MEA classifica como “Missão Impossível” meta de João Lourenço para o Sector da Educação
Simão Bento Formiga, o recém-eleito presidente do Movimento dos Estudantes Angolanos (MEA), reagiu com ceticismo à orientação do Chefe de Estado, afirmando que a falta de infraestruturas e o défice de professores inviabilizam a meta de “nenhuma criança fora do sistema”.
Por: Albino Azer
O novo presidente do Movimento dos Estudantes Angolanos (MEA), Simão Bento Formiga, descreveu como uma “missão impossível” a diretriz dada pelo Presidente da República, João Lourenço, à nova Ministra da Educação, Érika Linete Batalha de Carvalho Aires.
Durante a cerimónia de empossamento, nesta segunda-feira, 9, o Titular do Poder Executivo instou a nova governante a garantir que nenhuma criança angolana fique fora do sistema de ensino, uma meta que o líder estudantil considera desconectada da realidade atual do país.
Em declarações ao Primeiro Impacto, o líder do MEA sublinhou que a orientação do presidente não se vai efectivar. “Primeiro é que o Presidente da República dá uma missão impossível à nova ministra, e isso demonstra claramente que não há comprometimento real com a educação”, afirmou Formiga.
Simão Bento Formiga destacou três pilares críticos que, na sua visão, impedem a inclusão universal imediata a começar pela carência de salas de aula e a existência de escolas sem o mínimo de dignidade (falta de carteiras). O líder estudantil recordou que o país necessita de, pelo menos, 70 mil novos professores para cobrir a procura atua tendo referido que com pouco menos de dois anos até ao fim do atual mandato presidencial, a ministra não terá sucesso para esta tarefa.
“Não se vai incluir todas as crianças no sistema enquanto não houver escolas suficientes e enquanto o país precisar de mais de 70 mil professores. É impossível a ministra cumprir com essa missão”, reiterou.
Formiga defende que, antes de se anunciar a expansão total, o Governo deveria focar-se na qualidade e manutenção do que já existe.
“Nós queremos que haja condições nas escolas que já existem. Mais uma vez, o Presidente da República demonstrou que a sua governação é de promessas e não de cumprimento daquilo que é a satisfação das necessidades dos estudantes”, concluiu o dirigente.

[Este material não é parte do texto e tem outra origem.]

use serde::{Deserialize, Serialize};

use crate::error::Result;

pub mod bincode;
pub mod json;

pub use self::bincode::BincodeCodec;
pub use self::json::JsonCodec;

/// Codec trait for serializing and deserializing messages
///
/// Decode failures are reported as [`Error::Codec`](crate::Error::Codec) and
/// concern a single frame only.
pub trait Codec: Send + Sync {
    /// Encode a value into bytes
    fn encode<T: Serialize>(&self, value: &T) -> Result<Vec<u8>>;

    /// Decode bytes into a value
    fn decode<T: for<'de> Deserialize<'de>>(&self, bytes: &[u8]) -> Result<T>;
}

A nova Ministra da Educação, Érika Aires, assume a pasta num momento de forte pressão social, herdando um setor marcado por greves constantes de professores e um clamor crescente da sociedade civil por um maior investimento no Ensino Geral, que continua a receber uma fatia do Orçamento Geral do Estado (OGE) abaixo das recomendações da UNESCO.